Re: garbage collection experiment
- From: Dan Bornstein <danfuzz milk com>
- To: gtk-devel-list gnome org
- Subject: Re: garbage collection experiment
- Date: Mon, 12 Feb 2001 10:06:21 -0800 (PST)
On the issue of finalization, it may be helpful to know the history
of the matter in Java.
Java, when first shipped, had one mechanism for finalization: You could
define a method on an object called finalize(), and, if it was present,
when there were no live references to an object, the object would be added
to a finalization queue, and the objects that the finalizable object
pointed to were kept around as live references. In the case of cycles
consisting of finalizable objects, both (or however many) of the objects
would be put on the queue simultaneously, and the order in which the
finalize method was called was unspecified. Once on the finalization queue,
the object was considered alive again, at least temporarily. However, when
a finalizer was called, there was nothing stopping it from causing more
live references to it or other finalizable objects. Java's policy was (and
continues to be) a given object will only ever get added to the
finalization queue once, so, if after finalization, an object managed to
still be live, it would never be re-finalized the next time it (nearly)
became garbage.
I outline the above, not because it's a particularly good scheme, rather,
quite the opposite. It causes no end of trouble, and the trouble, when you
boil it down, is attributable to the fact that when finalization happens,
there is still a live reference to the object being finalized. Everything
else stems from that: Live reference means it can hand out more live
references; live reference means that cycles are possible; etc. That is,
there are all sorts of weird edge cases induced because when the gc, by
normal rules, ought to be dropping a reference, but instead the object gets
one more chance to say "I'm not dead yet!" and comedic hijinks ensues.
Thankfully, because enough developers whinged and Sun saw the light, there
is now a viable, useful, powerful, and straightforward way to do
finalization in Java. The key insight is that you split your
object-to-be-finalized into two facets. One facet you hand out publicly,
and the other you keep privately in the class (e.g. as a static variable).
The private facet contains all the information needed for finalization
(canonical example, it has the file descriptor that needs to be closed),
and it's pointed to in exactly two places: from the public facet, and from
a table internal to the class itself. The public facet is pointed to by the
private facet, but only via a weak reference (that is, a reference that
does not prevent gc from happening, and through which one can observe when
the reference becomes garbage), so the fact that the public facet is in a
strongly held table in the class doesn't keep the public facets from being
gc'ed. Every so often (or as it happens: it can be a polling or queueing
type system; Java supports both patterns), one runs the finalization code
for all the private facets whose public facet has become garbage.

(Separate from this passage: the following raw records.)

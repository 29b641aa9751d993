//! Motion commands and toolpaths.
//!
//! A [`Toolpath`] is the ordered list of [`MotionCommand`]s produced for one
//! shape. It is assembled by a [`ToolpathBuilder`] bound to the laser
//! settings, and rendered to text separately by
//! [`GcodeEmitter`](crate::gcode_gen::GcodeEmitter).

use crate::shapes::Point;
use lasercam_settings::LaserSettings;

/// A single instruction of the toolpath dialect.
#[derive(Debug, Clone, PartialEq)]
pub enum MotionCommand {
    /// Reposition with the beam off.
    Rapid { to: Point, feed_rate: Option<f64> },
    /// Straight cutting move.
    Cut {
        to: Point,
        intensity: Option<f64>,
        feed_rate: Option<f64>,
    },
    /// Circular cutting move. `center_offset` is relative to the start
    /// point; an endpoint equal to the start is a full revolution.
    Arc {
        to: Point,
        center_offset: Point,
        clockwise: bool,
        intensity: Option<f64>,
        feed_rate: Option<f64>,
    },
    LaserOn { inline: bool },
    LaserOff { inline: bool },
    /// Units, positioning mode and the two feed rates.
    Setup {
        feed_rate: f64,
        rapid_feed_rate: f64,
        intensity: f64,
    },
    EndProgram,
    Comment(String),
}

impl MotionCommand {
    /// Target point of a motion, `None` for non-motion commands.
    pub fn endpoint(&self) -> Option<Point> {
        match self {
            MotionCommand::Rapid { to, .. }
            | MotionCommand::Cut { to, .. }
            | MotionCommand::Arc { to, .. } => Some(*to),
            _ => None,
        }
    }

    pub fn is_motion(&self) -> bool {
        self.endpoint().is_some()
    }
}

/// Ordered command sequence for one shape.
#[derive(Debug, Clone, Default, PartialEq)]
pub struct Toolpath {
    commands: Vec<MotionCommand>,
}

impl Toolpath {
    /// Creates a new empty toolpath.
    pub fn new() -> Self {
        Self::default()
    }

    pub fn from_commands(commands: Vec<MotionCommand>) -> Self {
        Self { commands }
    }

    pub fn commands(&self) -> &[MotionCommand] {
        &self.commands
    }

    pub fn len(&self) -> usize {
        self.commands.len()
    }

    pub fn is_empty(&self) -> bool {
        self.commands.is_empty()
    }

    /// True when the toolpath moves the head at all.
    pub fn has_geometry(&self) -> bool {
        self.commands.iter().any(MotionCommand::is_motion)
    }

    /// Target of the first motion command.
    pub fn first_point(&self) -> Option<Point> {
        self.commands.iter().find_map(MotionCommand::endpoint)
    }

    /// Target of the last motion command.
    pub fn last_point(&self) -> Option<Point> {
        self.commands.iter().rev().find_map(MotionCommand::endpoint)
    }

    /// Gets the total cutting length of the toolpath.
    ///
    /// Arcs are measured by their chord, so a full circle contributes zero.
    pub fn cut_length(&self) -> f64 {
        let mut pen: Option<Point> = None;
        let mut length = 0.0;
        for command in &self.commands {
            match command {
                MotionCommand::Rapid { to, .. } => pen = Some(*to),
                MotionCommand::Cut { to, .. } | MotionCommand::Arc { to, .. } => {
                    if let Some(from) = pen {
                        length += from.distance_to(to);
                    }
                    pen = Some(*to);
                }
                _ => {}
            }
        }
        length
    }

    /// The same geometry traced in the opposite direction.
    ///
    /// Runs (a rapid followed by its cuts) are emitted in reverse order and
    /// each run is walked backwards; arcs are re-centred on the new start
    /// and their direction flipped. Comments before the first rapid stay in
    /// front, comments after the last motion stay at the end and every other
    /// comment travels with the run that follows it.
    ///
    /// Returns `None` when the toolpath cannot be reversed: a cut with no
    /// preceding rapid, or framing commands inside the shape.
    pub fn reversed(&self) -> Option<Toolpath> {
        let mut prelude: Vec<MotionCommand> = Vec::new();
        let mut runs: Vec<(Vec<MotionCommand>, Vec<MotionCommand>)> = Vec::new();
        let mut pending: Vec<MotionCommand> = Vec::new();

        for command in &self.commands {
            match command {
                MotionCommand::Comment(_) => pending.push(command.clone()),
                MotionCommand::Rapid { .. } => {
                    let comments = std::mem::take(&mut pending);
                    if runs.is_empty() {
                        prelude = comments;
                        runs.push((Vec::new(), vec![command.clone()]));
                    } else {
                        runs.push((comments, vec![command.clone()]));
                    }
                }
                MotionCommand::Cut { .. } | MotionCommand::Arc { .. } => {
                    // A comment between a rapid and its cuts splits the run.
                    if !pending.is_empty() {
                        return None;
                    }
                    let (_, run) = runs.last_mut()?;
                    run.push(command.clone());
                }
                _ => return None,
            }
        }

        let mut commands = prelude;
        for (comments, run) in runs.into_iter().rev() {
            commands.extend(comments);
            commands.extend(reverse_run(&run)?);
        }
        commands.extend(pending);
        Some(Toolpath { commands })
    }
}

/// Walks a single run backwards. `run[0]` is the rapid.
fn reverse_run(run: &[MotionCommand]) -> Option<Vec<MotionCommand>> {
    let (first, moves) = run.split_first()?;
    let rapid_feed = match first {
        MotionCommand::Rapid { feed_rate, .. } => *feed_rate,
        _ => return None,
    };

    let mut points = Vec::with_capacity(run.len());
    points.push(first.endpoint()?);
    for command in moves {
        points.push(command.endpoint()?);
    }

    let mut reversed = Vec::with_capacity(run.len());
    reversed.push(MotionCommand::Rapid {
        to: *points.last()?,
        feed_rate: rapid_feed,
    });

    for (index, command) in moves.iter().enumerate().rev() {
        let from = points[index];
        let to = points[index + 1];
        let back = match command {
            MotionCommand::Cut {
                intensity,
                feed_rate,
                ..
            } => MotionCommand::Cut {
                to: from,
                intensity: *intensity,
                feed_rate: *feed_rate,
            },
            MotionCommand::Arc {
                center_offset,
                clockwise,
                intensity,
                feed_rate,
                ..
            } => {
                let center = from.offset(center_offset.x, center_offset.y);
                MotionCommand::Arc {
                    to: from,
                    center_offset: Point::new(center.x - to.x, center.y - to.y),
                    clockwise: !clockwise,
                    intensity: *intensity,
                    feed_rate: *feed_rate,
                }
            }
            _ => return None,
        };
        reversed.push(back);
    }

    Some(reversed)
}

/// Accumulates the commands of one shape using the request's settings.
#[derive(Debug, Clone)]
pub struct ToolpathBuilder {
    settings: LaserSettings,
    commands: Vec<MotionCommand>,
}

impl ToolpathBuilder {
    pub fn new(settings: &LaserSettings) -> Self {
        Self {
            settings: *settings,
            commands: Vec::new(),
        }
    }

    pub fn settings(&self) -> &LaserSettings {
        &self.settings
    }

    pub fn comment(&mut self, text: impl Into<String>) -> &mut Self {
        self.commands.push(MotionCommand::Comment(text.into()));
        self
    }

    /// Rapid move at the rapid feed rate.
    pub fn rapid_to(&mut self, to: Point) -> &mut Self {
        self.commands.push(MotionCommand::Rapid {
            to,
            feed_rate: Some(self.settings.rapid_feed_rate),
        });
        self
    }

    /// Cutting move at the cutting feed rate and laser power.
    pub fn cut_to(&mut self, to: Point) -> &mut Self {
        self.commands.push(MotionCommand::Cut {
            to,
            intensity: Some(self.settings.laser_power),
            feed_rate: Some(self.settings.feed_rate),
        });
        self
    }

    pub fn arc_to(&mut self, to: Point, center_offset: Point, clockwise: bool) -> &mut Self {
        self.commands.push(MotionCommand::Arc {
            to,
            center_offset,
            clockwise,
            intensity: Some(self.settings.laser_power),
            feed_rate: Some(self.settings.feed_rate),
        });
        self
    }

    /// Closed outline of an axis-aligned box, clockwise from its top-left corner.
    pub fn outline(&mut self, origin: Point, width: f64, height: f64) -> &mut Self {
        self.rapid_to(origin)
            .cut_to(origin.offset(width, 0.0))
            .cut_to(origin.offset(width, height))
            .cut_to(origin.offset(0.0, height))
            .cut_to(origin)
    }

    /// Appends the commands of an already built toolpath.
    pub fn append(&mut self, toolpath: Toolpath) -> &mut Self {
        self.commands.extend(toolpath.commands);
        self
    }

    pub fn build(self) -> Toolpath {
        Toolpath {
            commands: self.commands,
        }
    }
}
//! Global coordinate resolution.

use crate::shapes::{Ancestor, Point, Shape};

/// Top-left anchor of `shape` in the page frame.
///
/// A cached absolute bounding box is authoritative. Otherwise the local
/// position is translated by every ancestor that has a position; only
/// translation is modelled.
pub fn global_anchor(shape: &Shape, ancestors: &[Ancestor]) -> Point {
    if let Some(bounds) = shape.absolute_bounds {
        return bounds.origin();
    }

    ancestors
        .iter()
        .filter_map(|ancestor| ancestor.offset)
        .fold(shape.local_position(), |acc, offset| {
            acc.offset(offset.x, offset.y)
        })
}
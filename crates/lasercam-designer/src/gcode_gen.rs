//! G-code generation from toolpaths.

use crate::toolpath::{MotionCommand, Toolpath};
use lasercam_core::{format_coordinate, format_rate};

/// Renders motion commands in the laser G-code dialect.
///
/// Coordinates use three decimals. Rapid moves always carry `S0` so the
/// beam is never left on while repositioning.
#[derive(Debug, Clone, Copy, Default)]
pub struct GcodeEmitter;

impl GcodeEmitter {
    /// Creates a new G-code emitter.
    pub fn new() -> Self {
        Self
    }

    /// Renders a whole toolpath, one command per line.
    pub fn generate(&self, toolpath: &Toolpath) -> String {
        let mut gcode = String::new();
        for command in toolpath.commands() {
            gcode.push_str(&self.render_command(command));
        }
        gcode
    }

    /// Renders one command including its trailing newline.
    pub fn render_command(&self, command: &MotionCommand) -> String {
        match command {
            MotionCommand::Rapid { to, feed_rate } => format!(
                "G0 X{} Y{}{} S0\n",
                format_coordinate(to.x),
                format_coordinate(to.y),
                feed_param(*feed_rate)
            ),
            MotionCommand::Cut {
                to,
                intensity,
                feed_rate,
            } => format!(
                "G1 X{} Y{}{}{}\n",
                format_coordinate(to.x),
                format_coordinate(to.y),
                feed_param(*feed_rate),
                power_param(*intensity)
            ),
            MotionCommand::Arc {
                to,
                center_offset,
                clockwise,
                intensity,
                feed_rate,
            } => format!(
                "{} X{} Y{} I{} J{}{}{}\n",
                if *clockwise { "G2" } else { "G3" },
                format_coordinate(to.x),
                format_coordinate(to.y),
                format_coordinate(center_offset.x),
                format_coordinate(center_offset.y),
                feed_param(*feed_rate),
                power_param(*intensity)
            ),
            MotionCommand::LaserOn { inline: true } => "M3 I ; Enable laser inline mode\n".into(),
            MotionCommand::LaserOn { inline: false } => "M3 ; Enable laser\n".into(),
            MotionCommand::LaserOff { inline: true } => {
                "M5 I ; Disable laser inline mode\n".into()
            }
            MotionCommand::LaserOff { inline: false } => "M5 ; Disable laser\n".into(),
            MotionCommand::Setup {
                feed_rate,
                rapid_feed_rate,
                ..
            } => {
                let mut gcode = String::new();
                gcode.push_str("G21 ; Set units to millimeters\n");
                gcode.push_str("G90 ; Absolute positioning\n");
                gcode.push_str(&format!(
                    "G0 F{} S0 ; Set rapid feed rate and ensure laser is off\n",
                    format_rate(*rapid_feed_rate)
                ));
                gcode.push_str(&format!(
                    "G1 F{} ; Set cutting feed rate\n",
                    format_rate(*feed_rate)
                ));
                gcode
            }
            MotionCommand::EndProgram => "M30 ; Program end\n".into(),
            MotionCommand::Comment(text) if text.is_empty() => ";\n".into(),
            MotionCommand::Comment(text) => format!("; {}\n", text),
        }
    }
}

fn feed_param(feed_rate: Option<f64>) -> String {
    feed_rate
        .map(|f| format!(" F{}", format_rate(f)))
        .unwrap_or_default()
}

fn power_param(intensity: Option<f64>) -> String {
    intensity
        .map(|s| format!(" S{}", format_rate(s)))
        .unwrap_or_default()
}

Since the private facets are only ever pointed to (privately) by the
public facets and in a (private) internal table, and because the private
facet only ever points weakly at the public facet, there is no possibility
of having a finalization cycle; all finalization will end up having a
well-defined (partial) order. This is true even if there are cycles in
the public facets.
The typical bug scenario is this: If A's private facet depends on (has a
strong reference to) B's public facet, and B's private facet depends on A's
public facet, then neither A nor B will ever become garbage, each being
strongly pointed to by the other's strongly-held private facet table. In
practice, I have never actually seen this scenario arise, though, whereas
in the original Java scheme, I saw a number of cases of the equivalent
circularity (because there was no clean separation between the minimal bit
needed for finalization).
Having used both systems pretty extensively at this point, I'd advocate
strongly against pre-mortem finalization (the original Java scheme) and
strongly for post-mortem finalization (the current, recommended Java
scheme). It does depend on gc support for weak references, and I don't know
if the collector you're now using has that or not. If not, it very well may
be worth the effort to add support for weak references to it.